Similar aspects between the two movements and regimes stand out that can’t be ignored: the forced solution they established in capital-labor relations, the aestheticization of politics, the crude imperialism, the lack of inhibitions. And so the German left, with all its branches, treated Nazism as a local version of fascism.
Yet if nationalism was the most important fuel that fed both fascism and Nazism, the difference between the two phenomena was decisive. Fascist nationalism may have been aggressive and violent, but it was inclusive, political and similar in many ways to French Jacobinism.
From the outset, Nazi nationalism was ethnocentric and exclusive.
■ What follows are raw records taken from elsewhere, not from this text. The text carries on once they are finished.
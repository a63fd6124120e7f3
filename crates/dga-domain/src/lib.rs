//! DGA Domain Model
//!
//! Value objects for dissolved-gas analysis of oil-filled power transformers:
//! gas readings, the fault taxonomy, per-method diagnostic results, and the
//! oil sample entity. All types are immutable once constructed.

mod error;
mod fault;
mod reading;
mod repository;
mod result;
mod sample;
mod util;

pub use error::DomainError;
pub use fault::FaultType;
pub use reading::GasReading;
pub use repository::SampleRepository;
pub use result::MethodResult;
pub use sample::Sample;
pub use util::round_to;
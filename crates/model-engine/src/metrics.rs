//! Classification Metrics

/// Fraction of predictions matching the truth
pub fn accuracy(truth: &[usize], preds: &[usize]) -> f64 {
    if truth.is_empty() {
        return 0.0;
    }
    let correct = truth.iter().zip(preds).filter(|(t, p)| t == p).count();
    correct as f64 / truth.len() as f64
}

/// Precision, recall, f1 and support for a single label.
/// Undefined ratios (zero denominators) report as 0.0.
pub fn per_class(truth: &[usize], preds: &[usize], label: usize) -> (f64, f64, f64, usize) {
    let mut tp = 0usize;
    let mut fp = 0usize;
    let mut fnn = 0usize;
    for (&t, &p) in truth.iter().zip(preds) {
        match (t == label, p == label) {
            (true, true) => tp += 1,
            (false, true) => fp += 1,
            (true, false) => fnn += 1,
            _ => {}
        }
    }
    let support = tp + fnn;
    let precision = safe_div(tp as f64, (tp + fp) as f64);
    let recall = safe_div(tp as f64, support as f64);
    let f1 = safe_div(2.0 * precision * recall, precision + recall);
    (precision, recall, f1, support)
}

/// Labels actually present in the truth or the predictions, ascending
pub fn present_labels(truth: &[usize], preds: &[usize]) -> Vec<usize> {
    let mut labels: Vec<usize> = truth
        .iter()
        .chain(preds)
        .copied()
        .collect::<std::collections::BTreeSet<_>>()
        .into_iter()
        .collect();
    labels.sort_unstable();
    labels
}

/// Confusion matrix restricted to `labels`; rows are truth, columns are
/// predictions, both in the order of `labels`
pub fn confusion_matrix(truth: &[usize], preds: &[usize], labels: &[usize]) -> Vec<Vec<usize>> {
    let position: std::collections::BTreeMap<usize, usize> = labels
        .iter()
        .enumerate()
        .map(|(pos, &label)| (label, pos))
        .collect();
    let mut matrix = vec![vec![0usize; labels.len()]; labels.len()];
    for (&t, &p) in truth.iter().zip(preds) {
        if let (Some(&row), Some(&col)) = (position.get(&t), position.get(&p)) {
            matrix[row][col] += 1;
        }
    }
    matrix
}

/// Unweighted mean over per-class values
pub fn macro_average(values: &[f64]) -> f64 {
    if values.is_empty() {
        return 0.0;
    }
    values.iter().sum::<f64>() / values.len() as f64
}

/// Support-weighted mean over per-class values
pub fn weighted_average(values: &[f64], supports: &[usize]) -> f64 {
    let total: usize = supports.iter().sum();
    if total == 0 {
        return 0.0;
    }
    values
        .iter()
        .zip(supports)
        .map(|(v, &s)| v * s as f64)
        .sum::<f64>()
        / total as f64
}

fn safe_div(num: f64, den: f64) -> f64 {
    if den > 0.0 {
        num / den
    } else {
        0.0
    }
}

#[cfg(test)]
mod tests {
    use super::*;

    #[test]
    fn test_accuracy() {
        assert_eq!(accuracy(&[0, 1, 2, 2], &[0, 1, 2, 1]), 0.75);
        assert_eq!(accuracy(&[], &[]), 0.0);
    }

    #[test]
    fn test_per_class_counts() {
        let truth = [0, 0, 1, 1, 1];
        let preds = [0, 1, 1, 1, 0];
        let (precision, recall, f1, support) = per_class(&truth, &preds, 1);
        // tp=2, fp=1, fn=1
        assert!((precision - 2.0 / 3.0).abs() < 1e-12);
        assert!((recall - 2.0 / 3.0).abs() < 1e-12);
        assert!((f1 - 2.0 / 3.0).abs() < 1e-12);
        assert_eq!(support, 3);
    }

    #[test]
    fn test_absent_label_reports_zero() {
        let (precision, recall, f1, support) = per_class(&[0, 0], &[0, 0], 5);
        assert_eq!((precision, recall, f1, support), (0.0, 0.0, 0.0, 0));
    }

    #[test]
    fn test_confusion_matrix_restricted_to_present_labels() {
        let truth = [0, 0, 4, 4];
        let preds = [0, 4, 4, 4];
        let labels = present_labels(&truth, &preds);
        assert_eq!(labels, vec![0, 4]);
        let matrix = confusion_matrix(&truth, &preds, &labels);
        assert_eq!(matrix, vec![vec![1, 1], vec![0, 2]]);
    }

    #[test]
    fn test_averages() {
        assert!((macro_average(&[1.0, 0.5]) - 0.75).abs() < 1e-12);
        assert!((weighted_average(&[1.0, 0.5], &[1, 3]) - 0.625).abs() < 1e-12);
        assert_eq!(weighted_average(&[1.0], &[0]), 0.0);
    }
}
The difference was not just ideological but was translated into a very different practicum. The mass extermination of Jews, Gypsies, Slavs and the mentally ill was planted at the very heart of the unique ethnocentric project. If German Nazism had been identical to Italian fascism from the nationalist aspect, or similar to it, it wouldn’t have become a symbol of evil in modern history.
No, the Germans were not more evil, or better, than other peoples. Hannah Arendt’s banality of evil is a brilliant distinction that was formulated back in the 18th century by Jean-Jacques Rousseau, even if he used different words. Just as there is banality of evil, there is banality of good. The two are dependent on the historical circumstances, and Arendt knew this very well.
She may not have always been systematic in her distinctions, but she was one of the few who studied in depth the 20th century’s ideologies on a historical basis, not on the basis of anthropological essentialism. Very few in her generation linked with such sharp intuition modern imperialism, totalitarianism and nationalism.
The banality of evil characterizes the atomization and alienation of the modern world, but it is realized in specific circumstances. To understand this we don’t need to learn about Belgian colonialism; it’s enough to read Joseph Conrad’s “Heart of Darkness.” There is no need to specialize in the history of the Soviet Union; it’s enough to read Aleksandr Solzhenitsyn. You don’t need to be an expert on Nazism, it’s enough to read Primo Levi.
Even if sociologist Norbert Elias understood very well that the state’s monopoly on violence moderates individual relations, he wasn’t aware enough that the state drains and channels this violence outward toward foreign collectives – residents of colonies, enemies of the revolution, or those who belong to another nationality or “race.”
Is Israel deteriorating into fascism or beginning to resemble an evil state? This question isn’t serious; it’s even ridiculous. Even if damage to the freedom of expression can be seen here and there, and even if Jewish ethnocentrism is revealed to be more crude and disgusting every day, it’s not fascism and Israel isn’t any more an evil state than in the past.
Were there fewer attacks on innocent non-Jews during the 1948 war than today? Did the horrible murder of 47 residents of Kafr Qasem in 1956 take place under a right-wing government? Are the positions of the communities that don’t accept Arabs so different from those of the kibbutzim that since the beginning of Zionist settlement have refused to accept a single Arab?
Did the Zionist left that established the country and was forced by a UN decision to grant equal citizenship to the conquered Arabs in 1948 not impose a military government on them for 18 years that canceled civic equality? Can one seriously compare the attacks on liberal pluralism today to the limited space of pluralism and tolerance under David Ben-Gurion in the 1950s?
Is the left-wing Zionist settlement on the Golan Heights different in principle from the right-wing settlement in the West Bank? Is Sgt. Elor Azaria, who killed an already wounded assailant lying on the ground, really different from Avraham Shalom, the Mapai head of the Shin Bet security service who gave the order to kill in cold blood two wounded and subdued Palestinians in the 1984 Bus 300 affair?